**STORED DATA**

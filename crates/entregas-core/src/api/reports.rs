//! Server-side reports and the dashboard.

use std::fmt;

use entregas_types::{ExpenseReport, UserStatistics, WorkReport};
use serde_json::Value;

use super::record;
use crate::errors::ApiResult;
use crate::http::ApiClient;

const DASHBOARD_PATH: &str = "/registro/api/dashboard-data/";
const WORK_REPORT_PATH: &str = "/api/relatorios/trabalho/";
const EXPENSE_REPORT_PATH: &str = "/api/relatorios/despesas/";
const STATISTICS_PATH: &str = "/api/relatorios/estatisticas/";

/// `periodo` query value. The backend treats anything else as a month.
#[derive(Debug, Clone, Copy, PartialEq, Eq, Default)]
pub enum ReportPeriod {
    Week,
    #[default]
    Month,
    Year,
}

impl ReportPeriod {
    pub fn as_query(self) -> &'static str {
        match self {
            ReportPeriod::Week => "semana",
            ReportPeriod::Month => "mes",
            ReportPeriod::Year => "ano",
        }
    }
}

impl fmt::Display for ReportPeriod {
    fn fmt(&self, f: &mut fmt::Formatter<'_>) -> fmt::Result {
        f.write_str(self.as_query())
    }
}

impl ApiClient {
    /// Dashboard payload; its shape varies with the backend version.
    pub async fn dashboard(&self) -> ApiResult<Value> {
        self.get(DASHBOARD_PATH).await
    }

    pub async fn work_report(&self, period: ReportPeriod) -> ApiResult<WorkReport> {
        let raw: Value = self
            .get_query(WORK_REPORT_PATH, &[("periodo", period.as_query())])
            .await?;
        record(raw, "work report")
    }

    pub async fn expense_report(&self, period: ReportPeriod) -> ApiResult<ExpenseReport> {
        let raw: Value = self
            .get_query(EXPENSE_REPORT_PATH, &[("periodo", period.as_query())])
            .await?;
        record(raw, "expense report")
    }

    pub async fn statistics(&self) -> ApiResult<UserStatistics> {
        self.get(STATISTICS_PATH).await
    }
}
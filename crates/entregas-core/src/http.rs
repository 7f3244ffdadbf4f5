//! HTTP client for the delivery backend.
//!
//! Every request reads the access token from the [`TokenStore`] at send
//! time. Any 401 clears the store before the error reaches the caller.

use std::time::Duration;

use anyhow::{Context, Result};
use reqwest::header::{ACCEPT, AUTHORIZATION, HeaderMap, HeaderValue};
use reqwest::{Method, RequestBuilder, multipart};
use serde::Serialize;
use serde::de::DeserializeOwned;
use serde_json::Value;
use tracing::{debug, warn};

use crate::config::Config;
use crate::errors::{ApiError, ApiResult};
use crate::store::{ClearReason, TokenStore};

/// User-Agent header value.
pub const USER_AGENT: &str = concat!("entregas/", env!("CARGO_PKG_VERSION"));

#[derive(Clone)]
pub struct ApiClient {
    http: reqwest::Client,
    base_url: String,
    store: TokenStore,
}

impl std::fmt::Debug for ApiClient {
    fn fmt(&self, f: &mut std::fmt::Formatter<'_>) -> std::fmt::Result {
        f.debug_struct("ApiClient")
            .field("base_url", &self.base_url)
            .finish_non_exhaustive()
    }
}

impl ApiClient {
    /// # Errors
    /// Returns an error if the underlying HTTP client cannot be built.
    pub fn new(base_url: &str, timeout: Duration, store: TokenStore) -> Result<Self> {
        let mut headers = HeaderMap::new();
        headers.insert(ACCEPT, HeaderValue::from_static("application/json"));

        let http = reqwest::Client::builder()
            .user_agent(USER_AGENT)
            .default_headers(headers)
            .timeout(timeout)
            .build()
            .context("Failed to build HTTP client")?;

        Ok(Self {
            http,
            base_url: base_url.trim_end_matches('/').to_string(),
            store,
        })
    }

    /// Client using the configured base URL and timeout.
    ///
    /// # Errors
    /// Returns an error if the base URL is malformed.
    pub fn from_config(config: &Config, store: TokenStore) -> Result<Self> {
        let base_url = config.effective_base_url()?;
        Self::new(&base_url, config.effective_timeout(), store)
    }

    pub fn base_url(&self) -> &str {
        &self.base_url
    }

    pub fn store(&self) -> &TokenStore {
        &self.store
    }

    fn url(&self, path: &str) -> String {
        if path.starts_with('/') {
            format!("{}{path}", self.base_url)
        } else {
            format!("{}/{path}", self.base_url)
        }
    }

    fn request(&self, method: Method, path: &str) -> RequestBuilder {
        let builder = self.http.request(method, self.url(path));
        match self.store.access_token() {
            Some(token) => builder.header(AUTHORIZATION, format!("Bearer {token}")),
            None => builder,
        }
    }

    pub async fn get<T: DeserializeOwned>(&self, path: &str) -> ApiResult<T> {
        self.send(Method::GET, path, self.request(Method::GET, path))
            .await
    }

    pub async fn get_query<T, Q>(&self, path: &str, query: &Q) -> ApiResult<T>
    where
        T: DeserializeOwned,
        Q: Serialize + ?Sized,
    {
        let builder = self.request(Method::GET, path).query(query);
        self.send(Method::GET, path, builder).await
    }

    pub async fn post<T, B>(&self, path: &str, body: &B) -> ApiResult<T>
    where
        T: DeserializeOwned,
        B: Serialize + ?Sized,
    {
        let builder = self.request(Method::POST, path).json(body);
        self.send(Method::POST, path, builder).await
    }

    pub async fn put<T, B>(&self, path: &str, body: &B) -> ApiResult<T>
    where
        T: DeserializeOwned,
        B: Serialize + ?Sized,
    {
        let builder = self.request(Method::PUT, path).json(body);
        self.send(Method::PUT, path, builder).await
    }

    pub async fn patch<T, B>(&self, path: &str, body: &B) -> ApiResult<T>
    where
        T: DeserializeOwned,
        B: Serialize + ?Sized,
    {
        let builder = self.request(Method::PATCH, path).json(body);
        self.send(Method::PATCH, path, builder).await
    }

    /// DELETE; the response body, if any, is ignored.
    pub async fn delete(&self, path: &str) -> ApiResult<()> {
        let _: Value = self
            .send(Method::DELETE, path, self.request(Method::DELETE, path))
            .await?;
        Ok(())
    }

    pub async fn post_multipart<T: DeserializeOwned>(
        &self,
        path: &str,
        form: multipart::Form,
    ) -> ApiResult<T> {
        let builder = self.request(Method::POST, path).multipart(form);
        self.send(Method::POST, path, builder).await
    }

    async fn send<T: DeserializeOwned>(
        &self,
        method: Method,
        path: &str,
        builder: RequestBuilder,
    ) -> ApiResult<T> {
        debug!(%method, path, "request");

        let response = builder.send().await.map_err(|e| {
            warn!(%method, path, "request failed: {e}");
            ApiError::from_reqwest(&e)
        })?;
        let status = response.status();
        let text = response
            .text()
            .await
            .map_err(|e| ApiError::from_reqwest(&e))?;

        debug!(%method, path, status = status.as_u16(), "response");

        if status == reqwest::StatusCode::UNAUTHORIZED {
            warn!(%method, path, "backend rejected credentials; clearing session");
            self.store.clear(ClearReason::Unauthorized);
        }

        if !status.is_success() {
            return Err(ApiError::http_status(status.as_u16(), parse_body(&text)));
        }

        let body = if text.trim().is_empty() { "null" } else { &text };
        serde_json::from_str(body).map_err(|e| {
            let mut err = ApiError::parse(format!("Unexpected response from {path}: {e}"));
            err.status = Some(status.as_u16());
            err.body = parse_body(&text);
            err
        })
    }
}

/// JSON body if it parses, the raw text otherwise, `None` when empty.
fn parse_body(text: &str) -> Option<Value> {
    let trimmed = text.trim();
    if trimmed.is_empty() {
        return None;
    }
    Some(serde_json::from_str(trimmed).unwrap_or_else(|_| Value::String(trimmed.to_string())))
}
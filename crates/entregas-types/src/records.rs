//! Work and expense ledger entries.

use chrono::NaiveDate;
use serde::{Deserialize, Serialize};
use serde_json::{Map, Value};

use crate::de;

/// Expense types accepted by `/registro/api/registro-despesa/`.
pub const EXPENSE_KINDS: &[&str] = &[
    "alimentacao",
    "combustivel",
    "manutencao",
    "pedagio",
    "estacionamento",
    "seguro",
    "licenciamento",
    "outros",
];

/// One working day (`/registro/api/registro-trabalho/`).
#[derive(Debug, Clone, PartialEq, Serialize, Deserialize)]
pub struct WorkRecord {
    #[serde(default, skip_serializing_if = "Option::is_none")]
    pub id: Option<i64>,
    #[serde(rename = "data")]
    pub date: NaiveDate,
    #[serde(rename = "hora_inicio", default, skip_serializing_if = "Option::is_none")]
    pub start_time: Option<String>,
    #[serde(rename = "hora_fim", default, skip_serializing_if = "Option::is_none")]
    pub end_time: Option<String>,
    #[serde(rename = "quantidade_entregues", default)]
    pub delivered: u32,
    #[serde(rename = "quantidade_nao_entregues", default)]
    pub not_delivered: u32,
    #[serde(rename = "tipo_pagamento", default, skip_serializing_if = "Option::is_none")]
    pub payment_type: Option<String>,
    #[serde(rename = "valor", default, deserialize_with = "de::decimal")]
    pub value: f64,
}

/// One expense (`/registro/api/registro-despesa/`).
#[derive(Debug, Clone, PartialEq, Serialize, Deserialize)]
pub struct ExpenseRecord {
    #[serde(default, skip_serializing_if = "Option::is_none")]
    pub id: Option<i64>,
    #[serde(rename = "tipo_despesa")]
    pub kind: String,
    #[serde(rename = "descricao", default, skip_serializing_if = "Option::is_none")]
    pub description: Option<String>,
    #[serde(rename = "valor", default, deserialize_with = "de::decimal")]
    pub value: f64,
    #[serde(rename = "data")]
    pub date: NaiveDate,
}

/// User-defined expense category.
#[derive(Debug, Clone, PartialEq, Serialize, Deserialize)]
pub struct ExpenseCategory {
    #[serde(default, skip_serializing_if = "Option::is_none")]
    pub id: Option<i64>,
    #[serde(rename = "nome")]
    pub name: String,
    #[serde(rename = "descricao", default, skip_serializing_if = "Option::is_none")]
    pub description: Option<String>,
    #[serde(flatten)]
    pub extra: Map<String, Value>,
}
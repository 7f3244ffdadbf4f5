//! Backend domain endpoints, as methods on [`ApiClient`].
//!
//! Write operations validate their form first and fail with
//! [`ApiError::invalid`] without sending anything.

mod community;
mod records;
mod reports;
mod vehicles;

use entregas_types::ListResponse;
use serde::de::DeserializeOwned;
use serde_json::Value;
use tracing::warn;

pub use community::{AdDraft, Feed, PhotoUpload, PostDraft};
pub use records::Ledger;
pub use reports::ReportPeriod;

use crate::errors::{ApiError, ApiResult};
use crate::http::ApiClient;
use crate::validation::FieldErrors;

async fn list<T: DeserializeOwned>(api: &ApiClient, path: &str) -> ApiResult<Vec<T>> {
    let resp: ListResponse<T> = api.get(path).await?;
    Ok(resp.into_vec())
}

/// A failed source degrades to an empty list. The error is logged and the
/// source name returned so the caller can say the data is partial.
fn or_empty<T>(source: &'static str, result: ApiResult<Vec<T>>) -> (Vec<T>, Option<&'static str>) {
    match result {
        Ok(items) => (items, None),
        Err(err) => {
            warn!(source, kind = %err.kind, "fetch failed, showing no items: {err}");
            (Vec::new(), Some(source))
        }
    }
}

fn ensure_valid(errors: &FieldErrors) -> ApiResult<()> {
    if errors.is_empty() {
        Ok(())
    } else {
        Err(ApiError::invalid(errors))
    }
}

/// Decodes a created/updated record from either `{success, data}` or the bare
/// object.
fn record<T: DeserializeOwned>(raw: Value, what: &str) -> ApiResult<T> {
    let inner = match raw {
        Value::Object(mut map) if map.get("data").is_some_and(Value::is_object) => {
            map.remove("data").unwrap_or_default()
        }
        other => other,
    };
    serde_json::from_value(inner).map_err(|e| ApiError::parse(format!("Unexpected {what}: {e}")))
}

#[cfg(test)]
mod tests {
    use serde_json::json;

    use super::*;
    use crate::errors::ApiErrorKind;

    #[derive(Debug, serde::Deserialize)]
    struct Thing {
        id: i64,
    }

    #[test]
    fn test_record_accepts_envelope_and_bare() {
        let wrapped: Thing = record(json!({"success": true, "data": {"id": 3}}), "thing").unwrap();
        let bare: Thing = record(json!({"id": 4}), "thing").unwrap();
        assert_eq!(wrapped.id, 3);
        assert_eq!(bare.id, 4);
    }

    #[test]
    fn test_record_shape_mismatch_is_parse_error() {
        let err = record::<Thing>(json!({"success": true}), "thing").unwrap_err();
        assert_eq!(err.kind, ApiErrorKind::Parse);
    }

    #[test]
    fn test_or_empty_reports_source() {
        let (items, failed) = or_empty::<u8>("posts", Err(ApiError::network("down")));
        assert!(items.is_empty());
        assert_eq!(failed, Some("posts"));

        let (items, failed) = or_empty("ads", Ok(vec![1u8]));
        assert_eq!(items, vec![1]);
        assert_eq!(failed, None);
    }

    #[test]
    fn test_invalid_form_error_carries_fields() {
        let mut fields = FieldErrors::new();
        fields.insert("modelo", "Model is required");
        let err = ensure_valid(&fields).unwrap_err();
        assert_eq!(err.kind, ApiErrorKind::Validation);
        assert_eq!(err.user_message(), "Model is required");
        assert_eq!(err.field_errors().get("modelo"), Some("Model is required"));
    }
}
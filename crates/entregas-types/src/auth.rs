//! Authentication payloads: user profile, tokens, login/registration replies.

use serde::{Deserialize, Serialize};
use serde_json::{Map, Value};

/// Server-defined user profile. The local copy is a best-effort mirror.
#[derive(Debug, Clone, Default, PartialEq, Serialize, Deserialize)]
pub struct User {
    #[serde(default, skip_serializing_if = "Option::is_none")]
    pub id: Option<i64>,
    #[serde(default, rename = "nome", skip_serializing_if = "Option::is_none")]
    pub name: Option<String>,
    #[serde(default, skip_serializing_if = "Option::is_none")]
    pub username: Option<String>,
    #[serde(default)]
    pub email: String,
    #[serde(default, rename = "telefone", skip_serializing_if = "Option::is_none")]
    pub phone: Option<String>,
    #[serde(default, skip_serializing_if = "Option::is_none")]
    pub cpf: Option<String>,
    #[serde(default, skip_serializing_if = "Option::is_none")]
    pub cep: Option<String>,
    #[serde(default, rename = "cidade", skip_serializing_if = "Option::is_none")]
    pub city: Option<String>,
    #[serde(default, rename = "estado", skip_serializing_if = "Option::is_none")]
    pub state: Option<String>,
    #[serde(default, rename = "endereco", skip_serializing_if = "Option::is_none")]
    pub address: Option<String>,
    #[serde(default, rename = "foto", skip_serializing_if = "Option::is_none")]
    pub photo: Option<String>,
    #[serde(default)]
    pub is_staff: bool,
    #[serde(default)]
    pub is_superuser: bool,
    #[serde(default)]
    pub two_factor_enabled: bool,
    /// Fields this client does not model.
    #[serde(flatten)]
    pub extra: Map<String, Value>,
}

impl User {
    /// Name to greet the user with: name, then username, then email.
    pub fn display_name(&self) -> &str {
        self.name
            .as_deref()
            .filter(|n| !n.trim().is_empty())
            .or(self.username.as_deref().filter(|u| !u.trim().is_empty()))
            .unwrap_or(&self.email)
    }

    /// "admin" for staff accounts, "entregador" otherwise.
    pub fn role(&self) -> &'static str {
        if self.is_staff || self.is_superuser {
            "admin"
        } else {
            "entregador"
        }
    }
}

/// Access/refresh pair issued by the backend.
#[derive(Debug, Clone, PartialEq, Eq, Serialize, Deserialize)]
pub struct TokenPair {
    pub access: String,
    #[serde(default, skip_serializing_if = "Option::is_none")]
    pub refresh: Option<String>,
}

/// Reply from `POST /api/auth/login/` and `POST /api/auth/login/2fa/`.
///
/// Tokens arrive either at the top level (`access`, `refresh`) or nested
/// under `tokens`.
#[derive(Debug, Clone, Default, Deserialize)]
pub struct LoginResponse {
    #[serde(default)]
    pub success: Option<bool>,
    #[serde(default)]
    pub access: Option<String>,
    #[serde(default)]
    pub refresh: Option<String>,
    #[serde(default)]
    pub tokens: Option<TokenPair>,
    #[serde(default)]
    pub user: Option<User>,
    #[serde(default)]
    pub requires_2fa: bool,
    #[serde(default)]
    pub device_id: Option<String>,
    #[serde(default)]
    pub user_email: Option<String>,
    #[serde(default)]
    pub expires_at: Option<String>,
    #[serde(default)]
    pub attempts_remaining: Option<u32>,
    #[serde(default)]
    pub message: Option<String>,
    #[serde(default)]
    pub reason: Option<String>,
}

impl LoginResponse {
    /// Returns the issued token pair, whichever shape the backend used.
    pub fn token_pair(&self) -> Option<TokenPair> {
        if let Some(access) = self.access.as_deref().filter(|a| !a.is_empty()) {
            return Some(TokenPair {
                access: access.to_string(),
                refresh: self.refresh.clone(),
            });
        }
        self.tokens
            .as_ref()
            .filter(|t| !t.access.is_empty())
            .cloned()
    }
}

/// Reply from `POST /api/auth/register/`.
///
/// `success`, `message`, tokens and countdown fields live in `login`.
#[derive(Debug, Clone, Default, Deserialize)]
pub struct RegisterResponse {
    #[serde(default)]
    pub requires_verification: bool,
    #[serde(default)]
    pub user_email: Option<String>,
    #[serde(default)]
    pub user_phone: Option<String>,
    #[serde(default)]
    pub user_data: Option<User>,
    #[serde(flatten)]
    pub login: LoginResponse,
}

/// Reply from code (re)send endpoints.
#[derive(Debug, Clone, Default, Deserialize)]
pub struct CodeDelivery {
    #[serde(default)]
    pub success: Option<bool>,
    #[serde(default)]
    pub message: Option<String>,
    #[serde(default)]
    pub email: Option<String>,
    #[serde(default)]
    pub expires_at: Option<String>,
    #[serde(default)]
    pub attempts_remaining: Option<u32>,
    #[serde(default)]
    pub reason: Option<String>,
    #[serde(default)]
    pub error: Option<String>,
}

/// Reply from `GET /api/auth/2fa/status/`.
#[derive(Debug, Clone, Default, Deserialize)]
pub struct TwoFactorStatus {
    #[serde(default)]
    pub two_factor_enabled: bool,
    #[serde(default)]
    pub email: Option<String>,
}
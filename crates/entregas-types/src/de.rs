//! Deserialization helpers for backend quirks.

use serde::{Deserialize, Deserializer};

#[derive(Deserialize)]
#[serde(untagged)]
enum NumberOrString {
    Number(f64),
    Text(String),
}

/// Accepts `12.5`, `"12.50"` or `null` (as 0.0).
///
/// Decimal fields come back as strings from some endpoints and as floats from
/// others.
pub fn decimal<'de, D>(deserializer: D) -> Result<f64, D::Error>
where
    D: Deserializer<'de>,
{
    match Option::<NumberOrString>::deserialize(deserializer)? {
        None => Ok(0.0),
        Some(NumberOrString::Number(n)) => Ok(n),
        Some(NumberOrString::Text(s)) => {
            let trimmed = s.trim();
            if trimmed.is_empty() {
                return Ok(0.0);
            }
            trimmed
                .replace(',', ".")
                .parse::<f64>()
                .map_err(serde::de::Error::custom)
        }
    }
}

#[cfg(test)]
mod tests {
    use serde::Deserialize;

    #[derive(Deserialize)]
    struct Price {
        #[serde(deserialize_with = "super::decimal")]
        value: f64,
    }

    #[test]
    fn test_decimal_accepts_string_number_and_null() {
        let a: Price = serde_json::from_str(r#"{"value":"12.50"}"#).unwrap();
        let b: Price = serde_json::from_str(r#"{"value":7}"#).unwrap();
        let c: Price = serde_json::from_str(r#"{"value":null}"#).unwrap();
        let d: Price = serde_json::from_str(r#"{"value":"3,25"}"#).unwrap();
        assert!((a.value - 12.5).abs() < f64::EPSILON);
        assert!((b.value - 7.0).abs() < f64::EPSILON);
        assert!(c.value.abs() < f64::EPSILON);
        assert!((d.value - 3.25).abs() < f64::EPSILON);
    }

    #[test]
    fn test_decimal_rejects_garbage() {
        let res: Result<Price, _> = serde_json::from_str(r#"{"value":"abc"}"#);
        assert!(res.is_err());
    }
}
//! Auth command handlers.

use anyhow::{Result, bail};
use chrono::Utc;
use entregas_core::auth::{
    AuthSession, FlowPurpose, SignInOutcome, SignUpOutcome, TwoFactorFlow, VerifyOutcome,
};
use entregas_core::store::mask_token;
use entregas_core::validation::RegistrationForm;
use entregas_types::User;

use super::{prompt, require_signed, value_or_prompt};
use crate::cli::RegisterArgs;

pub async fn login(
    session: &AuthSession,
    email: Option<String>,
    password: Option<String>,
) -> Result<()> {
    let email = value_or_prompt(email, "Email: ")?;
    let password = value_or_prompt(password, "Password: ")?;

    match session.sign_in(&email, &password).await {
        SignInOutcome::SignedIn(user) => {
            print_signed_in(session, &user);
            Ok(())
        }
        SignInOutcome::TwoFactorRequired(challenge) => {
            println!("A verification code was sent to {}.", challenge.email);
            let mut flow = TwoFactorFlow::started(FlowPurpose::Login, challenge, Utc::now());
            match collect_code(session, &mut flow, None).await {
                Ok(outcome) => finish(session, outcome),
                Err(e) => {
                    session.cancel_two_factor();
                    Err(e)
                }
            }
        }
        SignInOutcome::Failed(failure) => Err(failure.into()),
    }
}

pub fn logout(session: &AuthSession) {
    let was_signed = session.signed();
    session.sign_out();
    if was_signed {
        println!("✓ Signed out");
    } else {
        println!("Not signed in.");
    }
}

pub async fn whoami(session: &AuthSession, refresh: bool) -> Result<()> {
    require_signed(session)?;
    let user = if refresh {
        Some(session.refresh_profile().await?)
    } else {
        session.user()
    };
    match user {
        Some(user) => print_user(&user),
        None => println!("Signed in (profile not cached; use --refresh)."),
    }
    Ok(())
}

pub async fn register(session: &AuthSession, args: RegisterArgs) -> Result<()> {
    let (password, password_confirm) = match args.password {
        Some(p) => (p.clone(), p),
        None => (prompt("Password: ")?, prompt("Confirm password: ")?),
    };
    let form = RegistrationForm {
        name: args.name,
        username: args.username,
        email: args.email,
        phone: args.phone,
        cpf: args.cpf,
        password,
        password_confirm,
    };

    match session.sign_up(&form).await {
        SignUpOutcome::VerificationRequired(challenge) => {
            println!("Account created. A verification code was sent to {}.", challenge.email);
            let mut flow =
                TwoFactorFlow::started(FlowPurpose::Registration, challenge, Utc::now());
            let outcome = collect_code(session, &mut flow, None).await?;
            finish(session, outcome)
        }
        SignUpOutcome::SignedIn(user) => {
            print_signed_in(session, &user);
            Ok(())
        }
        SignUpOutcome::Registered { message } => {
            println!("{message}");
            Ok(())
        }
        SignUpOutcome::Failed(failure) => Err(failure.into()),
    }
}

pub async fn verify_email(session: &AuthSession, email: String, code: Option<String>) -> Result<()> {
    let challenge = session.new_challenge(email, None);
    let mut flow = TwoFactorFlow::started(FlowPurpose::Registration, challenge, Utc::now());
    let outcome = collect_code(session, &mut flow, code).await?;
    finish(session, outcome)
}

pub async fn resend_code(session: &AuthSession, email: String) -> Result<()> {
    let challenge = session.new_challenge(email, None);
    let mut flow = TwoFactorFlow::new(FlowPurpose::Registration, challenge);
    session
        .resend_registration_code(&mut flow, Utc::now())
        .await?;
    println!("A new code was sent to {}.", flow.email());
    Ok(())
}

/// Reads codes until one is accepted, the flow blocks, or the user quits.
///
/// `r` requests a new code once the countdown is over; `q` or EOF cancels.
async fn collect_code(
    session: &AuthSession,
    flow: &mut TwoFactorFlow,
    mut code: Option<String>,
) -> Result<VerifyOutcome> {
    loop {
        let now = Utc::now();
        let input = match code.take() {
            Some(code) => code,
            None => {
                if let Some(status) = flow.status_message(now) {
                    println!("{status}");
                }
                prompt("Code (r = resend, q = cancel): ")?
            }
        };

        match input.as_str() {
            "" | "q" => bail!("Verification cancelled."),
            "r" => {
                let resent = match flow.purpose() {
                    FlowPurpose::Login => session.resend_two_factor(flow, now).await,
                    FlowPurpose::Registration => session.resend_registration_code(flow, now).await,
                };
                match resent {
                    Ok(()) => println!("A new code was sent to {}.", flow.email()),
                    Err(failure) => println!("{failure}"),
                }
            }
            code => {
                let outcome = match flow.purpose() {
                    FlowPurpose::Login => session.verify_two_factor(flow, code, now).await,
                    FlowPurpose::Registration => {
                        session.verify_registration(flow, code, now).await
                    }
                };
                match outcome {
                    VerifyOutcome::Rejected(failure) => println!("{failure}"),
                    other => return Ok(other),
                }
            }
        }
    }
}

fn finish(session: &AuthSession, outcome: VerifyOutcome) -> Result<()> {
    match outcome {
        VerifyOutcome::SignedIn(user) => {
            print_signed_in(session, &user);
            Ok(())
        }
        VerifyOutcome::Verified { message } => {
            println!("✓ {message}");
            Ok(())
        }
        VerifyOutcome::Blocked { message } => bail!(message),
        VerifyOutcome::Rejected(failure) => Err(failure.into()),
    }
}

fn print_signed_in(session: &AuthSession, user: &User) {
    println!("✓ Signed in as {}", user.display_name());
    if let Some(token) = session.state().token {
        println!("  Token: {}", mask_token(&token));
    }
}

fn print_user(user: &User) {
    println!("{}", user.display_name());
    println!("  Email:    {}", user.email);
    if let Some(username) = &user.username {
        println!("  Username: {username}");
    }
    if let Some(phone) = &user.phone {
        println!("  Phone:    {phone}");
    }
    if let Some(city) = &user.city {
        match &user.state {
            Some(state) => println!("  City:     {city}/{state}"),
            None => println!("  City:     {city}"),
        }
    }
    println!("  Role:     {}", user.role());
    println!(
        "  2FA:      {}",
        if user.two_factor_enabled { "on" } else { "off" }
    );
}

**WORK ITEM**
From the listing above, copy every line where the string "true" is found.

**RESULT**
        let wrapped: Thing = record(json!({"success": true, "data": {"id": 3}}), "thing").unwrap();
        let err = record::<Thing>(json!({"success": true}), "thing").unwrap_err();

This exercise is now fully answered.